Coming home to hunger

Rachel Widome

When we think of soldiers returning from the wars in the Iraq and Afghanistan, most of us imagine them coming home to a secure lifestyle. But according to a School of Public Health (SPH) study, one in four veterans face a new type of struggle.

“We found that 27 percent of these veterans reported being food insecure,” says Assistant Professor Rachel Widome. “That’s nearly double the prevalence of food insecurity in the general U.S. population.”

Food insecurity is the inability to access a sufficient amount of food for a healthy lifestyle.

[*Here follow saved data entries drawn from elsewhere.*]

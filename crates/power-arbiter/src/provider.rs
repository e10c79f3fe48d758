//! Capability traits for the GPIO switches the limiter drives.
//!
//! Implementations satisfy these traits without any inheritance hierarchy:
//! a real GPIO relay, a simulated in-memory switch used by tests, and a
//! float-switch input all just need `set_state`/`get_state`.

/// A single binary output (or input) pin.
pub trait Switch: Send + Sync {
    /// Drives the pin high (`true`) or low (`false`). Hardware failures are
    /// logged by the caller and never propagate as a panic.
    fn set_state(&self, state: bool) -> Result<(), SwitchError>;

    /// Reads back the pin's current state, if the underlying hardware
    /// supports it (inputs, and some outputs). Returns `None` when the
    /// pin cannot be read (write-only relay outputs, for instance).
    fn get_state(&self) -> Option<bool> {
        None
    }
}

/// Failure reading or writing a [`Switch`].
#[derive(Debug, thiserror::Error)]
#[error("switch I/O error: {0}")]
pub struct SwitchError(pub String);
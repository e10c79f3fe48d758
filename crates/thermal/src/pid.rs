//! A PID (Proportional-Integral-Derivative) controller.

use num_traits::{Float, Signed};

/// A PID controller for regulating a system.
///
/// The integral term is bounded by an explicit `error_accumulation_cap`
/// rather than being derived from `output_max / ki`, so a loop can be
/// retuned without the anti-windup behavior silently shifting.
#[derive(Debug, Clone, Copy)]
#[cfg_attr(feature = "serde", derive(serde::Serialize, serde::Deserialize))]
pub struct Pid<F: Float + Signed> {
    /// Proportional gain.
    pub kp: F,
    /// Integral gain.
    pub ki: F,
    /// Derivative gain.
    pub kd: F,

    /// The target value for the system.
    pub setpoint: F,

    /// The lower bound of the controller's output.
    pub output_min: F,
    /// The upper bound of the controller's output.
    pub output_max: F,

    /// Maximum magnitude the accumulated integral may reach.
    error_accumulation_cap: F,

    // Internal state
    integral: F,
    last_error: F,
}

impl<F: Float + Signed> Pid<F> {
    /// Creates a new PID controller with an unbounded integral term.
    pub fn new(kp: F, ki: F, kd: F, setpoint: F, output_min: F, output_max: F) -> Self {
        Self {
            kp,
            ki,
            kd,
            setpoint,
            output_min,
            output_max,
            error_accumulation_cap: F::infinity(),
            integral: F::zero(),
            last_error: F::zero(),
        }
    }

    /// Sets the cap on the magnitude of the accumulated integral term.
    pub fn set_error_accumulation_cap(&mut self, cap: F) {
        self.error_accumulation_cap = cap.abs();
    }

    /// Updates the PID controller with a new measurement.
    ///
    /// `dt` is the time delta since the last update, in seconds. A
    /// nonpositive `dt` suppresses the derivative term for this step
    /// (there is no well-defined rate of change) but the integral and
    /// proportional terms still update normally.
    pub fn update(&mut self, measured: F, dt: F) -> F {
        let error = self.setpoint - measured;

        let p_term = self.kp * error;

        self.integral = self.integral + error * dt;
        let cap = self.error_accumulation_cap;
        self.integral = self.integral.max(-cap).min(cap);
        let i_term = self.ki * self.integral;

        let derivative = if dt > F::zero() {
            (error - self.last_error) / dt
        } else {
            F::zero()
        };
        let d_term = self.kd * derivative;

        self.last_error = error;

        let raw = p_term + i_term + d_term;
        raw.max(self.output_min).min(self.output_max)
    }

    /// Resets the internal state of the PID controller.
    pub fn reset(&mut self) {
        self.integral = F::zero();
        self.last_error = F::zero();
    }
}
//! Capability traits for temperature sensing and timekeeping.
//!
//! Mirrors [`power_arbiter::Switch`]'s shape: a narrow trait an
//! implementation can satisfy without inheriting from anything.

use std::collections::BTreeSet;

/// Failure reading a sensor or enumerating the sensor bus.
#[derive(Debug, thiserror::Error)]
#[error("sensor I/O error: {0}")]
pub struct SensorError(pub String);

/// A single temperature probe.
pub trait TemperatureSensor: Send + Sync {
    /// Returns `(milli_celsius, timestamp_ms)` for the current reading.
    fn get_temperature(&self) -> Result<(i64, u64), SensorError>;
}

/// Discovers probes and hands out handles to them.
pub trait TemperatureSensorProvider: Send + Sync {
    /// Enumerates `(manager_id, sensor_id)` pairs currently visible on the bus.
    fn list_temperature_sensors(&self) -> Result<BTreeSet<(String, String)>, SensorError>;

    /// Returns a handle to a previously-discovered sensor, if it still exists.
    fn get_temperature_sensor(
        &self,
        manager_id: &str,
        sensor_id: &str,
    ) -> Option<Box<dyn TemperatureSensor>>;
}

/// Monotonic timekeeping, abstracted so tests can control the clock.
pub trait Clock: Send + Sync {
    fn now_ms(&self) -> u64;
}

/// The real clock, backed by [`std::time::Instant`].
pub struct SystemClock {
    start: std::time::Instant,
}

impl Default for SystemClock {
    fn default() -> Self {
        Self { start: std::time::Instant::now() }
    }
}

impl Clock for SystemClock {
    fn now_ms(&self) -> u64 {
        self.start.elapsed().as_millis() as u64
    }
}
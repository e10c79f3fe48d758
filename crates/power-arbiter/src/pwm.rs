//! Software PWM: a dedicated worker thread that cycles a [`Switch`] on and
//! off to approximate a fractional duty cycle on binary GPIO.

use std::sync::atomic::{AtomicBool, Ordering};
use std::sync::Arc;
use std::thread::{self, JoinHandle};
use std::time::Duration;

use parking_lot::Mutex;

use crate::provider::Switch;

#[derive(Debug, Clone, Copy)]
struct CycleParams {
    frequency_hz: f64,
    duty: f64,
    paused: bool,
}

impl Default for CycleParams {
    fn default() -> Self {
        Self {
            frequency_hz: 1.0,
            duty: 0.0,
            paused: true,
        }
    }
}

/// Drives a single [`Switch`] with a software-generated PWM waveform.
///
/// The worker thread recomputes its on/off split at every cycle boundary,
/// so `set_frequency`/`set_load_cycle` changes take effect on the next
/// cycle rather than immediately.
pub struct PwmEngine {
    params: Arc<Mutex<CycleParams>>,
    running: Arc<AtomicBool>,
    handle: Mutex<Option<JoinHandle<()>>>,
}

impl PwmEngine {
    /// Spawns the worker thread, paused, at `frequency_hz` with duty 0.
    pub fn new(switch: Arc<dyn Switch>, frequency_hz: f64, pin_id: String) -> Self {
        let params = Arc::new(Mutex::new(CycleParams {
            frequency_hz: frequency_hz.max(0.001),
            duty: 0.0,
            paused: true,
        }));
        let running = Arc::new(AtomicBool::new(true));

        let worker_params = params.clone();
        let worker_running = running.clone();
        let handle = thread::Builder::new()
            .name(format!("pwm-{pin_id}"))
            .spawn(move || run_worker(switch, worker_params, worker_running, pin_id))
            .expect("failed to spawn pwm worker thread");

        Self {
            params,
            running,
            handle: Mutex::new(Some(handle)),
        }
    }

    pub fn set_frequency(&self, hz: f64) {
        self.params.lock().frequency_hz = hz.max(0.001);
    }

    pub fn set_load_cycle(&self, duty: f64) {
        self.params.lock().duty = duty.clamp(0.0, 1.0);
    }

    pub fn unpause(&self) {
        self.params.lock().paused = false;
    }

    pub fn pause(&self) {
        self.params.lock().paused = true;
    }

    /// Signals the worker to stop. Idempotent.
    pub fn stop(&self) {
        self.running.store(false, Ordering::SeqCst);
    }

    /// Waits for the worker to exit. Idempotent: calling it again, or
    /// after the worker has already been joined, is a no-op.
    pub fn join(&self) {
        if let Some(handle) = self.handle.lock().take() {
            let _ = handle.join();
        }
    }
}

impl Drop for PwmEngine {
    fn drop(&mut self) {
        self.stop();
        self.join();
    }
}

fn run_worker(
    switch: Arc<dyn Switch>,
    params: Arc<Mutex<CycleParams>>,
    running: Arc<AtomicBool>,
    pin_id: String,
) {
    while running.load(Ordering::SeqCst) {
        let (period, duty, paused) = {
            let p = params.lock();
            (Duration::from_secs_f64(1.0 / p.frequency_hz), p.duty, p.paused)
        };

        if paused || duty <= 0.0 {
            if let Err(e) = switch.set_state(false) {
                tracing::warn!(pin = %pin_id, error = %e, "pwm: failed to drive switch low");
            }
            thread::sleep(period.min(Duration::from_millis(50)));
            continue;
        }

        if duty >= 1.0 {
            if let Err(e) = switch.set_state(true) {
                tracing::warn!(pin = %pin_id, error = %e, "pwm: failed to drive switch high");
            }
            thread::sleep(period.min(Duration::from_millis(50)));
            continue;
        }

        let on_time = period.mul_f64(duty);
        let off_time = period.saturating_sub(on_time);

        if let Err(e) = switch.set_state(true) {
            tracing::warn!(pin = %pin_id, error = %e, "pwm: failed to drive switch high");
        }
        thread::sleep(on_time);

        if !running.load(Ordering::SeqCst) {
            break;
        }
        if params.lock().paused {
            continue;
        }

        if let Err(e) = switch.set_state(false) {
            tracing::warn!(pin = %pin_id, error = %e, "pwm: failed to drive switch low");
        }
        thread::sleep(off_time);
    }

    if let Err(e) = switch.set_state(false) {
        tracing::warn!(pin = %pin_id, error = %e, "pwm: failed final drive-low on exit");
    }
}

Nationally, it’s estimated to affect 14.5 percent of the general population.

Widome’s startling higher results for veterans comes from her behavioral health study of 2,000 men and women who served in Iraq and Afghanistan since October 2001.

“This is a group of people who served our country,” she says. “And it’s really unacceptable that, after their service, they’re struggling to afford enough food for their households.”

As for a solution, Widome suspects it might be a matter of increasing awareness of this dire problem so veterans in need are connected with help in the short-term. 

“The good news is that there are organizations and governmental agencies that are dedicated to working with veterans,” says Widome. “Part of the solution is connecting veterans with food assistance programs like Minnesota’s Supplemental Nutrition Assistance Program, which can alleviate food insecurity.”